Herkese merhabalar sevgili okurlarımız,
Öncelikle, şefkat dolu yürekleriyle bizlere koşulsuz sevgi veren annelerimizin “geçmiş Anneler Günü” demek istemiyorum; çünkü annelerin sadece bir gün değil, her gün hatırlanması gerektiğine inanıyorum. Bu vesileyle tüm annelerin Anneler Günü’nü kutluyorum.
Dergimizin elinizde olduğu haziran ayında ise sevgili babaların yürekleri şenlenecek. Babalar Gününüz kutlu olsun, koca yürekli, sevgi dolu kahramanlar!
Şu kocaman dünyada her tonda ses ve gürültü varken;
Sessizlik diye bir gerçek de var.
Herkes bilir sessizliğin de bir sesi olduğunu. Duyulmak istiyordur kimi zaman insanlar, anlaşılmak isteniyordur bazı zamanlar. Ama nafile çabalar bunlar... Duymak istemeyen, görmek istemeyen insanlar sarınca dört bir yanı, amaçsız kalıyor o sessiz kalışlar.
Dört tarafı denizlerle çevrili olsa da ne çare, maviye âşık olmadıktan sonra, özgürlüğün ufuktaki çizgisini aramadıktan sonra bir çare kalır o sessizliğe gömülmüş yürekler. Ne çok kadın, erkek, genç, yaşlı, çocuk var;
“Söylüyorum, anlatıyorum... Dinlemiyorlar ya da dinletemiyorum.” diyen.
Duygular dile geliyor da, sesli ya da sessiz, anlaşılıyor mu?
Duygu dediğimiz değer, yargılarımızdan biri. Pozitif olabildiği kadar, negatifi de olabiliyor. Ve bunu söylemek istemesek de, olumsuz duyguların fazlalığı günümüzde çok daha yüksek bir hâl almış durumda.
Empati duyuyor musun karşılaştığın kişilere, onların yaşadığı olaylara? Onların yerine koyabiliyor musun kendini? Yoksa direkt yargılama ya da eleştirme düğmesine basıp ilerliyor musun?
“Ben olsaydım aynı duygu durumunu mu sergilerdim?” diyerek, bunu düşünerek kaç olayda bir empati kurguladın?
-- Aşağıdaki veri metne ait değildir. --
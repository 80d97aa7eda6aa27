//! Core domain models for the support desk

use chrono::{DateTime, Duration, Utc};
use once_cell::sync::Lazy;
use regex::Regex;
use serde::{Deserialize, Serialize};
use std::fmt;
use std::str::FromStr;

use crate::error::{AppError, Result};

macro_rules! text_enum {
    ($(#[$meta:meta])* $name:ident, $label:literal { $($variant:ident => $text:literal),+ $(,)? }) => {
        $(#[$meta])*
        #[derive(Debug, Clone, Copy, PartialEq, Eq, Hash, PartialOrd, Ord, Serialize, Deserialize)]
        #[serde(rename_all = "lowercase")]
        pub enum $name {
            $($variant),+
        }

        impl $name {
            pub const ALL: &'static [$name] = &[$($name::$variant),+];

            pub fn as_str(&self) -> &'static str {
                match self {
                    $($name::$variant => $text),+
                }
            }
        }

        impl FromStr for $name {
            type Err = AppError;

            fn from_str(s: &str) -> Result<Self> {
                match s.trim().to_ascii_lowercase().as_str() {
                    $($text => Ok($name::$variant),)+
                    other => Err(AppError::InvalidRequest(format!(
                        "Invalid {} '{}'. Valid options: {}",
                        $label,
                        other,
                        [$($text),+].join(", ")
                    ))),
                }
            }
        }

        impl fmt::Display for $name {
            fn fmt(&self, f: &mut fmt::Formatter<'_>) -> fmt::Result {
                f.write_str(self.as_str())
            }
        }
    };
}

text_enum!(
    /// Lifecycle state of a ticket. Any state may be set from any other.
    TicketStatus, "status" {
        New => "new",
        Open => "open",
        Pending => "pending",
        Solved => "solved",
    }
);

text_enum!(
    Priority, "priority" {
        Normal => "normal",
        High => "high",
    }
);

text_enum!(
    Category, "category" {
        Shipping => "shipping",
        Refund => "refund",
        Bug => "bug",
        Vip => "vip",
        Other => "other",
    }
);

text_enum!(
    Sentiment, "sentiment" {
        Positive => "positive",
        Neutral => "neutral",
        Negative => "negative",
    }
);

text_enum!(
    /// Who wrote a message
    AuthorType, "author_type" {
        Customer => "customer",
        Agent => "agent",
        System => "system",
    }
);

impl Priority {
    /// Time allowed until the first response is due
    pub fn sla(&self) -> Duration {
        match self {
            Priority::High => Duration::hours(12),
            Priority::Normal => Duration::hours(24),
        }
    }
}

/// A customer support request
#[derive(Debug, Clone, Serialize, Deserialize, PartialEq)]
pub struct Ticket {
    pub id: i64,
    pub subject: String,
    pub body: String,
    pub channel: String,
    pub requester_email: String,
    pub requester_name: Option<String>,
    pub status: TicketStatus,
    pub priority: Priority,
    pub category: Category,
    pub sentiment: Option<Sentiment>,
    pub sla_due_at: DateTime<Utc>,
    /// Sorted, unique
    pub tags: Vec<String>,
    pub ai_suggestion: Option<String>,
    pub created_at: DateTime<Utc>,
    pub updated_at: DateTime<Utc>,
}

impl Ticket {
    /// Case-insensitive ownership check against the requester email
    pub fn is_owned_by(&self, email: &str) -> bool {
        normalize_email(&self.requester_email) == normalize_email(email)
    }
}

#[derive(Debug, Clone, Serialize, Deserialize, PartialEq)]
pub struct Message {
    pub id: i64,
    pub ticket_id: i64,
    pub author_type: AuthorType,
    pub body: String,
    pub created_at: DateTime<Utc>,
}

#[derive(Debug, Clone, Serialize, Deserialize, PartialEq)]
pub struct CsatRating {
    pub id: i64,
    pub ticket_id: i64,
    pub rating: i64,
    pub comment: Option<String>,
    pub created_at: DateTime<Utc>,
}

/// Append-only trail entry
#[derive(Debug, Clone, Serialize, Deserialize)]
pub struct AuditEvent {
    pub id: i64,
    pub ticket_id: Option<i64>,
    pub actor_type: String,
    pub actor: String,
    pub action: String,
    pub payload: serde_json::Value,
    pub created_at: DateTime<Utc>,
}

/// Audit event waiting in the side channel
#[derive(Debug, Clone)]
pub struct NewAuditEvent {
    pub ticket_id: Option<i64>,
    pub actor_type: String,
    pub actor: String,
    pub action: String,
    pub payload: serde_json::Value,
    pub created_at: DateTime<Utc>,
}

impl NewAuditEvent {
    pub fn for_ticket(
        ticket_id: i64,
        actor_type: AuthorType,
        actor: impl Into<String>,
        action: &str,
        payload: serde_json::Value,
        created_at: DateTime<Utc>,
    ) -> Self {
        Self {
            ticket_id: Some(ticket_id),
            actor_type: actor_type.as_str().to_string(),
            actor: actor.into(),
            action: action.to_string(),
            payload,
            created_at,
        }
    }
}

#[derive(Debug, Clone, Serialize, Deserialize, PartialEq)]
pub struct KbArticle {
    pub id: i64,
    pub title: String,
    pub body: String,
    pub tags: Vec<String>,
    pub created_at: DateTime<Utc>,
    pub updated_at: DateTime<Utc>,
}

/// Listing/search view of an article
#[derive(Debug, Clone, Serialize, Deserialize, PartialEq)]
pub struct KbArticleSummary {
    pub id: i64,
    pub title: String,
    pub excerpt: String,
    pub tags: Vec<String>,
    pub updated_at: DateTime<Utc>,
}

/// Canned agent reply
#[derive(Debug, Clone, Copy, Serialize)]
pub struct CannedReply {
    pub id: u32,
    pub name: &'static str,
    pub body: &'static str,
}

pub static CANNED_REPLIES: [CannedReply; 3] = [
    CannedReply {
        id: 1,
        name: "Shipping delay apology",
        body: "Sorry about the delay! We've escalated with our carrier. Please allow 24-48h. We'll keep you posted and refund shipping if it misses the new ETA.",
    },
    CannedReply {
        id: 2,
        name: "Refund policy",
        body: "We can refund to the original payment method within 3-5 business days once the item is received back. I've sent a return label. Let me know if you need a pickup.",
    },
    CannedReply {
        id: 3,
        name: "Troubleshooting basics",
        body: "Please try: 1) power cycle, 2) reseat cables, 3) factory reset. If that doesn't help, share a short video and your device firmware version.",
    },
];

/// Pushed to WebSocket subscribers after every ticket mutation
#[derive(Debug, Clone, Serialize, Deserialize, PartialEq)]
pub struct TicketEvent {
    pub ticket_id: i64,
    pub kind: TicketEventKind,
    pub at: DateTime<Utc>,
}

#[derive(Debug, Clone, Copy, PartialEq, Eq, Serialize, Deserialize)]
#[serde(rename_all = "snake_case")]
pub enum TicketEventKind {
    Created,
    Message,
    Status,
    Tag,
    Csat,
}

// ---------------------------------------------------------------------------
// Validation helpers
// ---------------------------------------------------------------------------

static EMAIL_RE: Lazy<Regex> =
    Lazy::new(|| Regex::new(r"^[^\s@]+@[^\s@]+\.[^\s@]+$").expect("valid email regex"));

pub fn is_valid_email(email: &str) -> bool {
    EMAIL_RE.is_match(email)
}

pub fn normalize_email(email: &str) -> String {
    email.trim().to_lowercase()
}

fn required(field: &str, value: String) -> Result<String> {
    if value.trim().is_empty() {
        return Err(AppError::InvalidRequest(format!("{} is required", field)));
    }
    Ok(value)
}

// ---------------------------------------------------------------------------
// Request contracts
// ---------------------------------------------------------------------------

#[derive(Debug, Clone, Default, Deserialize)]
pub struct RequesterInput {
    #[serde(default)]
    pub email: String,
    pub name: Option<String>,
}

/// Request payload for creating a ticket
#[derive(Debug, Clone, Default, Deserialize)]
pub struct CreateTicketRequest {
    #[serde(default)]
    pub subject: String,
    #[serde(default)]
    pub body: String,
    pub channel: Option<String>,
    pub requester: Option<RequesterInput>,
    pub priority: Option<String>,
}

#[derive(Debug, Clone, PartialEq)]
pub struct Requester {
    pub email: String,
    pub name: Option<String>,
}

/// Validated ticket creation input
#[derive(Debug, Clone, PartialEq)]
pub struct NewTicket {
    pub subject: String,
    pub body: String,
    pub channel: String,
    pub requester: Requester,
    /// Overrides the urgency heuristic when present
    pub priority: Option<Priority>,
}

impl CreateTicketRequest {
    pub fn validate(self) -> Result<NewTicket> {
        let subject = required("subject", self.subject)?;
        let body = required("body", self.body)?;
        let requester = self.requester.unwrap_or_default();
        let email = requester.email.trim().to_string();
        if email.is_empty() {
            return Err(AppError::InvalidRequest("requester.email is required".into()));
        }
        if !is_valid_email(&email) {
            return Err(AppError::InvalidRequest(format!(
                "requester.email '{}' is not a valid email address",
                email
            )));
        }
        let name = requester
            .name
            .map(|n| n.trim().to_string())
            .filter(|n| !n.is_empty());
        let channel = self
            .channel
            .map(|c| c.trim().to_string())
            .filter(|c| !c.is_empty())
            .unwrap_or_else(|| "web".to_string());
        let priority = self.priority.as_deref().map(Priority::from_str).transpose()?;

        Ok(NewTicket {
            subject,
            body,
            channel,
            requester: Requester { email, name },
            priority,
        })
    }
}

#[derive(Debug, Clone, Default, Deserialize)]
pub struct AppendMessageRequest {
    #[serde(default)]
    pub body: String,
    pub author_type: Option<String>,
}

impl AppendMessageRequest {
    /// Agent routes default to an agent author; `requester` is the legacy
    /// spelling of `customer`.
    pub fn author(&self) -> Result<AuthorType> {
        match self.author_type.as_deref().map(str::trim) {
            None | Some("") => Ok(AuthorType::Agent),
            Some(t) if t.eq_ignore_ascii_case("requester") => Ok(AuthorType::Customer),
            Some(t) => t.parse(),
        }
    }
}

#[derive(Debug, Clone, Default, Deserialize)]
pub struct PublicMessageRequest {
    #[serde(default)]
    pub body: String,
}

#[derive(Debug, Clone, Default, Deserialize)]
pub struct SetStatusRequest {
    #[serde(default)]
    pub status: String,
}

impl SetStatusRequest {
    pub fn status(&self) -> Result<TicketStatus> {
        required("status", self.status.clone())?.parse()
    }
}

#[derive(Debug, Clone, Default, Deserialize)]
pub struct AddTagRequest {
    #[serde(default)]
    pub tag: String,
}

#[derive(Debug, Clone, Default, Deserialize)]
pub struct CsatRequest {
    pub rating: Option<i64>,
    pub comment: Option<String>,
}

#[derive(Debug, Clone, Default, Deserialize)]
pub struct TriageProbeRequest {
    #[serde(default)]
    pub subject: String,
    #[serde(default)]
    pub body: String,
}

#[derive(Debug, Clone, Default, Deserialize)]
pub struct CreateArticleRequest {
    #[serde(default)]
    pub title: String,
    #[serde(default)]
    pub body: String,
    #[serde(default)]
    pub tags: Vec<String>,
}

/// Customer-facing routes identify the caller by `?email=`
#[derive(Debug, Clone, Default, Deserialize)]
pub struct EmailQuery {
    pub email: Option<String>,
}

impl EmailQuery {
    pub fn email(&self) -> Result<String> {
        let email = normalize_email(self.email.as_deref().unwrap_or_default());
        if email.is_empty() {
            return Err(AppError::InvalidRequest("email is required".into()));
        }
        Ok(email)
    }
}

// ---------------------------------------------------------------------------
// Response payloads
// ---------------------------------------------------------------------------

#[derive(Debug, Clone, Serialize, Deserialize)]
pub struct OkResponse {
    pub ok: bool,
}

#[derive(Debug, Clone, Serialize, Deserialize)]
pub struct TagsResponse {
    pub ok: bool,
    pub tags: Vec<String>,
}

/// Ticket plus its conversation, as shown to the requester
#[derive(Debug, Clone, Serialize, Deserialize)]
pub struct PublicTicketView {
    pub ticket: Ticket,
    pub messages: Vec<Message>,
}

#[cfg(test)]
mod tests {
    use super::*;

    fn request(subject: &str, body: &str, email: &str) -> CreateTicketRequest {
        CreateTicketRequest {
            subject: subject.into(),
            body: body.into(),
            channel: None,
            requester: Some(RequesterInput {
                email: email.into(),
                name: None,
            }),
            priority: None,
        }
    }

    #[test]
    fn test_validate_defaults_channel_to_web() {
        let ticket = request("Hi", "Help", "a@x.com").validate().unwrap();
        assert_eq!(ticket.channel, "web");
        assert_eq!(ticket.priority, None);
    }

    #[test]
    fn test_validate_rejects_missing_fields() {
        assert!(matches!(
            request("", "Help", "a@x.com").validate(),
            Err(AppError::InvalidRequest(_))
        ));
        assert!(matches!(
            request("Hi", "   ", "a@x.com").validate(),
            Err(AppError::InvalidRequest(_))
        ));
        assert!(matches!(
            request("Hi", "Help", "not-an-email").validate(),
            Err(AppError::InvalidRequest(_))
        ));
        let mut no_requester = request("Hi", "Help", "a@x.com");
        no_requester.requester = None;
        assert!(matches!(
            no_requester.validate(),
            Err(AppError::InvalidRequest(_))
        ));
    }

    #[test]
    fn test_validate_parses_priority() {
        let mut req = request("Hi", "Help", "a@x.com");
        req.priority = Some("high".into());
        assert_eq!(req.clone().validate().unwrap().priority, Some(Priority::High));
        req.priority = Some("critical".into());
        assert!(req.validate().is_err());
    }

    #[test]
    fn test_status_parsing() {
        assert_eq!("Solved".parse::<TicketStatus>().unwrap(), TicketStatus::Solved);
        assert!("closed".parse::<TicketStatus>().is_err());
        let missing = SetStatusRequest::default();
        assert!(missing.status().is_err());
    }

    #[test]
    fn test_author_aliases() {
        let req = AppendMessageRequest {
            body: "x".into(),
            author_type: Some("requester".into()),
        };
        assert_eq!(req.author().unwrap(), AuthorType::Customer);
        let req = AppendMessageRequest {
            body: "x".into(),
            author_type: None,
        };
        assert_eq!(req.author().unwrap(), AuthorType::Agent);
    }

    #[test]
    fn test_sla_hours() {
        assert_eq!(Priority::High.sla(), Duration::hours(12));
        assert_eq!(Priority::Normal.sla(), Duration::hours(24));
    }

    #[test]
    fn test_email_query_normalizes() {
        let q = EmailQuery {
            email: Some("  A@X.com ".into()),
        };
        assert_eq!(q.email().unwrap(), "a@x.com");
        assert!(EmailQuery::default().email().is_err());
    }

    #[test]
    fn test_serde_lowercase() {
        assert_eq!(
            serde_json::to_string(&TicketStatus::Pending).unwrap(),
            "\"pending\""
        );
        assert_eq!(Category::Vip.to_string(), "vip");
    }
}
Diye bir sohbet ortamında konu açılsa, %60’tan fazla bir kesim “Benim işlerim beni aşmış, onu da dert edemem.” diyormuş.
Empati kuramamak, sosyolojik açıdan bir maneviyat eksikliği.
Empati; bir kişinin, başka bir kişinin duygularını anlayıp, onlara karşı olumlu bir şekilde tepki vermesi olarak tanımlanır. İnsanlar arasındaki iletişimi kolaylaştıran ve ilişkilerin gelişmesine yardımcı olan önemli bir özelliktir. Eşduyum veya duygudaşlık isimleriyle de anılmaktadır.
Duygusal empati: Başkalarının duygularını hissetme becerisidir.
Bilişsel empati: Başkalarının düşüncelerini anlama becerisidir.
Peki, empati becerisi gelişebilir mi diye sorarsanız; Aktif dinleme ile karşımızdaki kişileri daha iyi anlayabilme olasılığımız çok daha yüksek olabilir. Grup çalışmalarında karşılaşılan farklı bakış açıları, farklı deneyimleri anlamlandırmakta fayda sağlayabilir.
İyi deneyimlerin yanında, kötü deneyimlere de açık olmak, empatinin gelişmesinde etkili olabilir.
Anlamı ve hissettirdikleri bakımından bana daha yakın olan terim: duygudaşlık.
Ailede, arkadaşlıkta, iş hayatında, sosyal hayatta ve hatta kendi hayat defterimde, duygudaşlık en özel yerdedir.
Karşımızdaki duyguyu anlayamamak, içerisinde biraz sabırsızlık, biraz da tahammülsüzlük barındırır. Hepimiz bu sabırsız anları yaşıyoruz ve hiç de fark etmeden geçiyoruz üzerinden.
Farkındalıkla yaşamanın hissini fark etmek, hayatınızda yeni bir dönemin başlamasına vesile olacaktır. Deneyimlemek ve bu deneyimde kalmak, sizin seçiminiz olacaktır. Hayatta her zaman değişikliklere yer vardır. Yeni bir “sen” için her zaman bir şans vardır.
Birbirimizi çok daha iyi anlayabileceğimiz günler bizimle olsun.